Films are categorized in different arenas, be it commercial or subjective but we find the sense of realism attached to making documentary movies as something that can be commonly referred to a credible situation or condition in a place, religion or community. Indeed, documentary film makers are no less than a hero. This is a script with detail about a particular subject but not that is far away from practicality. So it needs extensive study and analysis of the topic that surrounds it.
Documentaries are basically noncommercial projects whose main concern is to shed light on truth. A short film focusing the condition of socioeconomic topics like idle govt. projects like incomplete road infrastructure, erratic light and power supply, impact of corruptive practices amongst corporations, child marriage, etc. give a sense of shame and guilt and signify the dark moments which we accept to live.

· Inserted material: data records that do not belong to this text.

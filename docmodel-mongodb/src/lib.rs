//! MongoDB storage client for docmodel.
//!
//! This crate provides a MongoDB-based implementation of the `StoreBackend` trait. Filters,
//! projections, sorting and updates produced by compiled models are passed to the server
//! unchanged, so pending array pushes are applied with the server's native `$push`.
//!
//! To use this backend, enable the `mongodb` feature:
//!
//! ```toml
//! [dependencies]
//! docmodel = { version = "x.y.z", features = ["mongodb"] }
//! ```
//!
//! # Example
//!
//! ```ignore
//! use docmodel::{prelude::*, backend::StoreBackendBuilder, mongodb::MongoDbStore};
//!
//! let backend = MongoDbStore::builder("mongodb://localhost:27017", "kennel")
//!     .build()
//!     .await?;
//! let connection = registry.connect(backend, ConnectionOptions::default()).await?;
//! ```

pub mod store;

pub use store::{MongoDbStore, MongoDbStoreBuilder};
/// Marker returned by a coercer that cannot convert its input.
#[derive(Debug, Clone, Copy, PartialEq, Eq)]
pub struct CoercionFailed;

/// A pure value transformation used in getter and setter chains.
#[derive(Clone)]
pub struct Coercer(Arc<dyn Fn(Bson) -> Result<Bson, CoercionFailed> + Send + Sync>);

impl Coercer {
    pub fn new<F>(f: F) -> Self
    where
        F: Fn(Bson) -> Result<Bson, CoercionFailed> + Send + Sync + 'static,
    {
        Self(Arc::new(f))
    }

    /// Wraps an infallible transformation.
    pub fn map<F>(f: F) -> Self
    where
        F: Fn(Bson) -> Bson + Send + Sync + 'static,
    {
        Self::new(move |value| Ok(f(value)))
    }

    pub fn apply(&self, value: Bson) -> Result<Bson, CoercionFailed> {
        (self.0)(value)
    }
}

impl fmt::Debug for Coercer {
    fn fmt(&self, f: &mut fmt::Formatter<'_>) -> fmt::Result {
        f.write_str("Coercer")
    }
}

/// An asynchronous predicate over a field value.
#[derive(Clone)]
pub struct Validator(Arc<dyn Fn(Bson) -> BoxFuture<'static, bool> + Send + Sync>);

impl Validator {
    pub fn new<F>(f: F) -> Self
    where
        F: Fn(Bson) -> BoxFuture<'static, bool> + Send + Sync + 'static,
    {
        Self(Arc::new(f))
    }

    /// Wraps a synchronous predicate.
    pub fn sync<F>(f: F) -> Self
    where
        F: Fn(&Bson) -> bool + Send + Sync + 'static,
    {
        let f = Arc::new(f);
        Self::new(move |value| {
            let f = f.clone();
            async move { f(&value) }.boxed()
        })
    }

    pub async fn check(&self, value: Bson) -> bool {
        (self.0)(value).await
    }
}

impl fmt::Debug for Validator {
    fn fmt(&self, f: &mut fmt::Formatter<'_>) -> fmt::Result {
        f.write_str("Validator")
    }
}

/// Sort direction of an index key.
#[derive(Debug, Clone, Copy, PartialEq, Eq)]
pub enum IndexDirection {
    Asc,
    Desc,
}

impl IndexDirection {
    /// Normalizes a raw order value. Accepts `"asc"`, `"desc"`, `1` and `-1`.
    pub fn parse(order: &Bson) -> Option<Self> {
        match order {
            Bson::String(s) if s == "asc" => Some(IndexDirection::Asc),
            Bson::String(s) if s == "desc" => Some(IndexDirection::Desc),
            Bson::Int32(1) | Bson::Int64(1) => Some(IndexDirection::Asc),
            Bson::Int32(-1) | Bson::Int64(-1) => Some(IndexDirection::Desc),
            Bson::Double(d) if *d == 1.0 => Some(IndexDirection::Asc),
            Bson::Double(d) if *d == -1.0 => Some(IndexDirection::Desc),
            _ => None,
        }
    }

    pub fn as_i32(self) -> i32 {
        match self {
            IndexDirection::Asc => 1,
            IndexDirection::Desc => -1,
        }
    }
}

Documentaries don’t always cover general issues but some also strike on sensitive topics that might relate to a particular community or a chain of events. Director Joshua Oppenheimer’s feature The Act of Killing (2012), and The Look of Silence (2014), investigate the aftermath of massacres in Indonesia.
These short movies are the result of conspicuous study of detail from notes, database and material that would try to impact on substantial theme of events. Likewise, they require both time and energy to complete. Marijn Poels – a progressive filmmaker, spent after eight years of travelling in the Austrian mountains to study the effect of globalization and climate politics on agriculture and its modern day perspective.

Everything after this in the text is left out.